───── DATA IN THIS EXERCISE

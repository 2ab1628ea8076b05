//! Schema bootstrap.
//!
//! Creates the current schema with `CREATE TABLE IF NOT EXISTS`. Schema
//! *evolution* (adding columns over time) is out of scope per spec §1/§6
//! ("new columns are added via out-of-band schema migration outside this
//! spec"); this is only the one-shot bootstrap a fresh catalog needs to
//! operate at all.

use catalog_core::errors::StorageError;
use rusqlite::Connection;

use crate::connection::sqe;

const SCHEMA: &str = r#"
CREATE TABLE IF NOT EXISTS scopes (
    scope   TEXT PRIMARY KEY,
    account TEXT NOT NULL,
    vo      TEXT
);

CREATE TABLE IF NOT EXISTS dids (
    scope           TEXT NOT NULL,
    name            TEXT NOT NULL,
    did_type        TEXT NOT NULL,
    account         TEXT NOT NULL,
    is_open         INTEGER NOT NULL DEFAULT 1,
    monotonic       INTEGER NOT NULL DEFAULT 0,
    expired_at      INTEGER,
    created_at      INTEGER NOT NULL,
    closed_at       INTEGER,
    accessed_at     INTEGER,
    access_cnt      INTEGER NOT NULL DEFAULT 0,
    bytes           INTEGER,
    length          INTEGER,
    events          INTEGER,
    md5             TEXT,
    adler32         TEXT,
    guid            TEXT,
    availability    TEXT,
    is_archive      INTEGER NOT NULL DEFAULT 0,
    constituent     INTEGER NOT NULL DEFAULT 0,
    is_new          INTEGER NOT NULL DEFAULT 0,
    purge_replicas  INTEGER NOT NULL DEFAULT 1,
    hidden          INTEGER NOT NULL DEFAULT 0,
    obsolete        INTEGER NOT NULL DEFAULT 0,
    complete        INTEGER NOT NULL DEFAULT 0,
    suppressed      INTEGER NOT NULL DEFAULT 0,
    extra_json      TEXT NOT NULL DEFAULT '{}',
    PRIMARY KEY (scope, name)
);

CREATE INDEX IF NOT EXISTS idx_dids_expired_at ON dids (expired_at);
CREATE INDEX IF NOT EXISTS idx_dids_is_new ON dids (is_new);

CREATE TABLE IF NOT EXISTS associations (
    parent_scope    TEXT NOT NULL,
    parent_name     TEXT NOT NULL,
    child_scope     TEXT NOT NULL,
    child_name      TEXT NOT NULL,
    did_type        TEXT NOT NULL,
    child_type      TEXT NOT NULL,
    bytes           INTEGER,
    adler32         TEXT,
    md5             TEXT,
    guid            TEXT,
    events          INTEGER,
    rule_evaluation INTEGER NOT NULL DEFAULT 0,
    PRIMARY KEY (parent_scope, parent_name, child_scope, child_name),
    FOREIGN KEY (parent_scope, parent_name) REFERENCES dids (scope, name),
    FOREIGN KEY (child_scope, child_name) REFERENCES dids (scope, name)
);

CREATE INDEX IF NOT EXISTS idx_assoc_child ON associations (child_scope, child_name);

CREATE TABLE IF NOT EXISTS archive_constituents (
    archive_scope   TEXT NOT NULL,
    archive_name    TEXT NOT NULL,
    file_scope      TEXT NOT NULL,
    file_name       TEXT NOT NULL,
    bytes           INTEGER,
    adler32         TEXT,
    md5             TEXT,
    guid            TEXT,
    PRIMARY KEY (archive_scope, archive_name, file_scope, file_name)
);

CREATE TABLE IF NOT EXISTS association_history (
    parent_scope    TEXT NOT NULL,
    parent_name     TEXT NOT NULL,
    child_scope     TEXT NOT NULL,
    child_name      TEXT NOT NULL,
    did_type        TEXT NOT NULL,
    child_type      TEXT NOT NULL,
    bytes           INTEGER,
    adler32         TEXT,
    md5             TEXT,
    guid            TEXT,
    events          INTEGER,
    did_created_at  INTEGER,
    deleted_at      INTEGER NOT NULL
);

CREATE TABLE IF NOT EXISTS deleted_dids (
    scope       TEXT NOT NULL,
    name        TEXT NOT NULL,
    did_type    TEXT NOT NULL,
    account     TEXT NOT NULL,
    is_open     INTEGER NOT NULL,
    bytes       INTEGER,
    length      INTEGER,
    events      INTEGER,
    created_at  INTEGER NOT NULL,
    closed_at   INTEGER,
    deleted_at  INTEGER NOT NULL,
    extra_json  TEXT NOT NULL DEFAULT '{}',
    PRIMARY KEY (scope, name)
);

CREATE TABLE IF NOT EXISTS updated_dids (
    scope   TEXT NOT NULL,
    name    TEXT NOT NULL,
    action  TEXT NOT NULL,
    PRIMARY KEY (scope, name, action)
);

CREATE TABLE IF NOT EXISTS follows (
    scope       TEXT NOT NULL,
    name        TEXT NOT NULL,
    account     TEXT NOT NULL,
    did_type    TEXT NOT NULL,
    PRIMARY KEY (scope, name, account)
);

CREATE TABLE IF NOT EXISTS follow_events (
    id          INTEGER PRIMARY KEY AUTOINCREMENT,
    scope       TEXT NOT NULL,
    name        TEXT NOT NULL,
    account     TEXT NOT NULL,
    did_type    TEXT NOT NULL,
    event_type  TEXT NOT NULL,
    payload     TEXT NOT NULL,
    created_at  INTEGER NOT NULL
);

CREATE INDEX IF NOT EXISTS idx_follow_events_account ON follow_events (account);
"#;

/// Apply the schema, idempotently.
pub fn bootstrap(conn: &Connection) -> Result<(), StorageError> {
    conn.execute_batch(SCHEMA).map_err(sqe)?;
    Ok(())
}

──────────

HOW TO COMPLETE THIS TASK: In the material above, show every line where the word "REFERENCES" turns up.

REPLY:
    FOREIGN KEY (parent_scope, parent_name) REFERENCES dids (scope, name),
    FOREIGN KEY (child_scope, child_name) REFERENCES dids (scope, name)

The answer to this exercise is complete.